* **Task data**
========================
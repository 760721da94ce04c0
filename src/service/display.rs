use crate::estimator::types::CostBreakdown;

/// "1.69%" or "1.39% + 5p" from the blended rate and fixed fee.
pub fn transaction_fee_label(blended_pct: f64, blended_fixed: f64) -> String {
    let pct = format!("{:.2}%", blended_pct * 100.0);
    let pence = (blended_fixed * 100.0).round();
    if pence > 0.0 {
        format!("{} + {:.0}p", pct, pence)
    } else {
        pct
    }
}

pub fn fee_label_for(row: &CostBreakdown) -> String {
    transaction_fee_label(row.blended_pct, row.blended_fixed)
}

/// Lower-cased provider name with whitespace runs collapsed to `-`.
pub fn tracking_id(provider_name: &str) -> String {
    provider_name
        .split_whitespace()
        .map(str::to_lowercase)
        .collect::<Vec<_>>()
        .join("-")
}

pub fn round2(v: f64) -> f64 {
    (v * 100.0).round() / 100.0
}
========================
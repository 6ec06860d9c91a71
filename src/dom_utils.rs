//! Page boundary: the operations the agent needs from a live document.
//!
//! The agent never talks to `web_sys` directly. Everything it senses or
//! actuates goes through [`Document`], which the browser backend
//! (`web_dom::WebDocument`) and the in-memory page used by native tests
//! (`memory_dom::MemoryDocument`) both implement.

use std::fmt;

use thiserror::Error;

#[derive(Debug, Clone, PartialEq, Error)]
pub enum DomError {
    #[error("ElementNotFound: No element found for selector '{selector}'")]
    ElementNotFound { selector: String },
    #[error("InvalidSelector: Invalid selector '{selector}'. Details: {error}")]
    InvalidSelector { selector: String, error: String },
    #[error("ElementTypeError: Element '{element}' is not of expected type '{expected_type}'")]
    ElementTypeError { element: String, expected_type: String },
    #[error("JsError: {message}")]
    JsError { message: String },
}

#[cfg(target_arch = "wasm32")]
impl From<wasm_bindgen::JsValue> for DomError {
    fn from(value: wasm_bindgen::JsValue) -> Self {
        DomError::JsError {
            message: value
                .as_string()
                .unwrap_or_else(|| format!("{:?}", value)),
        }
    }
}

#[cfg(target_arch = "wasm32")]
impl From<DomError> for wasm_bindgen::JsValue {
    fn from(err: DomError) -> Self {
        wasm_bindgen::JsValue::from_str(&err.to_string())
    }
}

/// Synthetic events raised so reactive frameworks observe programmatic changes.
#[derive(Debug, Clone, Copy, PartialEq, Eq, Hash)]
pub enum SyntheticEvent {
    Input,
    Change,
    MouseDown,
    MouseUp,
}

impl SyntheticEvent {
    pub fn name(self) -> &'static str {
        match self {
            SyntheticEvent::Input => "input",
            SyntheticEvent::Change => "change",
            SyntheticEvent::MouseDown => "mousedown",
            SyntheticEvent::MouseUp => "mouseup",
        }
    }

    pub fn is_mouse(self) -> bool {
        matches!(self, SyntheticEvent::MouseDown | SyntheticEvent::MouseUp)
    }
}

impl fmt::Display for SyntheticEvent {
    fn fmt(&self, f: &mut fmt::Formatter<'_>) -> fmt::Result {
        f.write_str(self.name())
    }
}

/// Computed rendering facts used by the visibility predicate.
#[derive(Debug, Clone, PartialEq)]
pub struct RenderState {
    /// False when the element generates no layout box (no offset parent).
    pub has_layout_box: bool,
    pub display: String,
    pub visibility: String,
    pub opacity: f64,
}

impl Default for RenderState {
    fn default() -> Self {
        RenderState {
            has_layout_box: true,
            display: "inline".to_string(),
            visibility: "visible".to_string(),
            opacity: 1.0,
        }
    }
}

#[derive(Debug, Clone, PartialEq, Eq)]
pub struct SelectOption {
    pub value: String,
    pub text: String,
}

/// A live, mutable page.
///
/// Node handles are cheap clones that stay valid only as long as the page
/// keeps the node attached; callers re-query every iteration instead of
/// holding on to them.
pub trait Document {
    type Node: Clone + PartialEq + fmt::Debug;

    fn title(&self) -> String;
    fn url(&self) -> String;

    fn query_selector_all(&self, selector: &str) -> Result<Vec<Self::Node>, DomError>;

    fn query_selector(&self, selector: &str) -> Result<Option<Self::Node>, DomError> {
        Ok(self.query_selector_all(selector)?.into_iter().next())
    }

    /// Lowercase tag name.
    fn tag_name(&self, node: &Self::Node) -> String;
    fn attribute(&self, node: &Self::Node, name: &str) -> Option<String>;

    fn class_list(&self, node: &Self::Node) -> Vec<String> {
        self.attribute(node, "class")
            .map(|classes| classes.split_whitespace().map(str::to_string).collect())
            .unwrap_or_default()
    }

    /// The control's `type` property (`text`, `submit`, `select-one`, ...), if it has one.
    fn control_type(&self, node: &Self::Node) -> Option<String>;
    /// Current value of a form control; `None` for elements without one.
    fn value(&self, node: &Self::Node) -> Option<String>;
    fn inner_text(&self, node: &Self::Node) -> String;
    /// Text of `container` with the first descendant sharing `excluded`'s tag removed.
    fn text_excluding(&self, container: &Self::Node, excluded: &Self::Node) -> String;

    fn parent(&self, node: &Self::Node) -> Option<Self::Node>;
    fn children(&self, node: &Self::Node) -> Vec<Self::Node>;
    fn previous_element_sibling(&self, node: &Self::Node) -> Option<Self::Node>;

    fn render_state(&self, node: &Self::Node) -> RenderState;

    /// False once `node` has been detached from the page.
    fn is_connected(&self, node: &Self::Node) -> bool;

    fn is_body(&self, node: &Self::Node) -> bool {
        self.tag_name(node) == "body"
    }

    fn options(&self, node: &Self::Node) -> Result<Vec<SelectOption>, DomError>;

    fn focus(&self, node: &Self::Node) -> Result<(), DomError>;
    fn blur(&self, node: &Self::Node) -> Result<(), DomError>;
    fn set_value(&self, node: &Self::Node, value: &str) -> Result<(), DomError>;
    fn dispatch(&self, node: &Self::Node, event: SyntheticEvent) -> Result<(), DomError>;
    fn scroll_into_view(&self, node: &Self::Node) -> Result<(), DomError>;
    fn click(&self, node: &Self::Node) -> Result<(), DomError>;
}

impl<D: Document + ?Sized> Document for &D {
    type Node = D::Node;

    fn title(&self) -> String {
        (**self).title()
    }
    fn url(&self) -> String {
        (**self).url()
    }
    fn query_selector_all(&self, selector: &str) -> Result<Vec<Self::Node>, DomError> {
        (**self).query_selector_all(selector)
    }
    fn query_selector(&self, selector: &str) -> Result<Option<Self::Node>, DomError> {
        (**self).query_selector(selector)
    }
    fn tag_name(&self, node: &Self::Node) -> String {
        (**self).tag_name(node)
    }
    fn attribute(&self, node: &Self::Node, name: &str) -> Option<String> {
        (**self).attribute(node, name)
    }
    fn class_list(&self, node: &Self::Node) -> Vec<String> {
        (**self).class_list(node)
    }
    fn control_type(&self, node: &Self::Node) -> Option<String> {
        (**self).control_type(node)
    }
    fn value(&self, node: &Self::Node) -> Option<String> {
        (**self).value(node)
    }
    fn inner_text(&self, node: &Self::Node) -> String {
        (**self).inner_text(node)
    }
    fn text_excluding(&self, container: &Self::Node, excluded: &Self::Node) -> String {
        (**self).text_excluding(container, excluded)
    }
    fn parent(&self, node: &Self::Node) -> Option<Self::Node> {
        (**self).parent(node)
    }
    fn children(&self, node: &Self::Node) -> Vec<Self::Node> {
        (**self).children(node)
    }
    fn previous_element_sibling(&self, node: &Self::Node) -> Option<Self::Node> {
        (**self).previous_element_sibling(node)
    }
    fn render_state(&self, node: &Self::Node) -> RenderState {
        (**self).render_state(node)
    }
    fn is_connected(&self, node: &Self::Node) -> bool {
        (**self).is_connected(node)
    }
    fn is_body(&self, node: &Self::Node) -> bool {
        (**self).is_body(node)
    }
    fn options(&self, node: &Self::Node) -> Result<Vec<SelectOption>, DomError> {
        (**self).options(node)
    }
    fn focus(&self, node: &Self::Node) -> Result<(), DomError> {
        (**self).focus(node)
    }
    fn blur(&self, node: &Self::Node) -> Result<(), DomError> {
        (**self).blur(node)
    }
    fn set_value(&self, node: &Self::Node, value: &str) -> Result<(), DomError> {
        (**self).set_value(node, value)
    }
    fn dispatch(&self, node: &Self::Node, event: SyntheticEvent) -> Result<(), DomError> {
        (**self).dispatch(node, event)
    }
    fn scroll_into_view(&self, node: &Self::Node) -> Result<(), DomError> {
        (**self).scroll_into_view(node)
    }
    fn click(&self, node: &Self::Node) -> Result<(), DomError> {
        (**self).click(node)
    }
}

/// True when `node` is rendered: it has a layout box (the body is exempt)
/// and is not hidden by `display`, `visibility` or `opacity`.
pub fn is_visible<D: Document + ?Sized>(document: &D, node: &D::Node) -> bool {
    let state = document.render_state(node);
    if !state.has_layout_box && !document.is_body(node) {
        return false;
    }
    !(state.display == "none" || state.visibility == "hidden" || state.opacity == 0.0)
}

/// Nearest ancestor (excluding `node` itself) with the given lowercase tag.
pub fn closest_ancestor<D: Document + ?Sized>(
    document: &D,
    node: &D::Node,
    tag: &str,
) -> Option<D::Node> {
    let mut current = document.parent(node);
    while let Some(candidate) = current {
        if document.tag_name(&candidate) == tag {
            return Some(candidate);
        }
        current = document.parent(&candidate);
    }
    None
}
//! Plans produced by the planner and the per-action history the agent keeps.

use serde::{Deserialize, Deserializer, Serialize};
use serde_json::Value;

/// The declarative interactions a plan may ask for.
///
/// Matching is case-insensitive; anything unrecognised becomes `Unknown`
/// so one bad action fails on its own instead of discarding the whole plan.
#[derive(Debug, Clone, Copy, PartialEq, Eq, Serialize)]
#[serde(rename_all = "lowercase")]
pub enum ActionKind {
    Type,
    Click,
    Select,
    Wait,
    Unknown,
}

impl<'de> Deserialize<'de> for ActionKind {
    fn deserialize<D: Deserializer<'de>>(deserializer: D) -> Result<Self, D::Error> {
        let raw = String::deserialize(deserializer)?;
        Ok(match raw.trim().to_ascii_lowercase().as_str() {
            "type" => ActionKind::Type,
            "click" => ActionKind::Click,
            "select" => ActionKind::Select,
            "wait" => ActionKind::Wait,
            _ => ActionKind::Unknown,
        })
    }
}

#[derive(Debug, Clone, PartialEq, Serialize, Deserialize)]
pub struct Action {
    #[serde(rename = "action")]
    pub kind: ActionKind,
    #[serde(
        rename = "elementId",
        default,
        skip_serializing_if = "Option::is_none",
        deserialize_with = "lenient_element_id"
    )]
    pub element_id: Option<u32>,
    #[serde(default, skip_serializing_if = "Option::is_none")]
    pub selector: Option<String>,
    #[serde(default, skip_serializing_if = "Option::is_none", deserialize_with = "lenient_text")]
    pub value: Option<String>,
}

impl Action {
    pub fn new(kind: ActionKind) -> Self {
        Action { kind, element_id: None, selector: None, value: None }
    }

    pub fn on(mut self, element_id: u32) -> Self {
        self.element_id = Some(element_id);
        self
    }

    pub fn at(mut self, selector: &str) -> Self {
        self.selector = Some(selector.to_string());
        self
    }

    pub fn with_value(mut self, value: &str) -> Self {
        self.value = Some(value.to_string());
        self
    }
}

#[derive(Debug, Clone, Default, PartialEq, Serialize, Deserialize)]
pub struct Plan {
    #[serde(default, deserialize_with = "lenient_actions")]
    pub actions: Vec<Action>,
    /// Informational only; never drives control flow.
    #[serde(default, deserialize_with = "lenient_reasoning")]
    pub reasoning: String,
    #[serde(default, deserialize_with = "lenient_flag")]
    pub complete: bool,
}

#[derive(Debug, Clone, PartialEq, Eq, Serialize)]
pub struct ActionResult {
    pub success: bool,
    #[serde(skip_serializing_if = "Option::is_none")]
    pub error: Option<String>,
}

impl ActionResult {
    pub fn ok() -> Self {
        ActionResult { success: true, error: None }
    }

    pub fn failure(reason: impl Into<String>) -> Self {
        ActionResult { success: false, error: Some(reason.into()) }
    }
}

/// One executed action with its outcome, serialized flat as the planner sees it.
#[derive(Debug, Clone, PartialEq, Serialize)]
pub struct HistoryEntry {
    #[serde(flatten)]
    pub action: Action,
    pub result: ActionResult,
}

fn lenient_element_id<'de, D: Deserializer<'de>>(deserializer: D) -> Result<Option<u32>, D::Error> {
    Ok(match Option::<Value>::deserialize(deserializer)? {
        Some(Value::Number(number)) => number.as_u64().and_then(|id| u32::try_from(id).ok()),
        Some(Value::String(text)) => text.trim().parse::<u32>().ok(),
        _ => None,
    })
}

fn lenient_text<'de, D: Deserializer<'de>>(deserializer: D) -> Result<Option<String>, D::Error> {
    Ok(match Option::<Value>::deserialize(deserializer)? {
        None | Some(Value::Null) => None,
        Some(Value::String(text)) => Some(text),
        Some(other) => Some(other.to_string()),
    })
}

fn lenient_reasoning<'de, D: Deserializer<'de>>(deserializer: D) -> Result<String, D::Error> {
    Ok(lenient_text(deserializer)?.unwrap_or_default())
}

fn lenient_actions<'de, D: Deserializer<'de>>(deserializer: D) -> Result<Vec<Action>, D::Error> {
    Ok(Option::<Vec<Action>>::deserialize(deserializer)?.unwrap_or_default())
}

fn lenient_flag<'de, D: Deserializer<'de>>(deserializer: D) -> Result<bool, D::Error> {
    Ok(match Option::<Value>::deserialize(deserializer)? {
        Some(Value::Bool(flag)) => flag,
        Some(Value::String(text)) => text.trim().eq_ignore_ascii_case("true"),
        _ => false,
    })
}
========================
* **Exercise directions**
Every line that holds the word "only" should be copied from the records.

* **Answer box**
/// Node handles are cheap clones that stay valid only as long as the page
    /// Informational only; never drives control flow.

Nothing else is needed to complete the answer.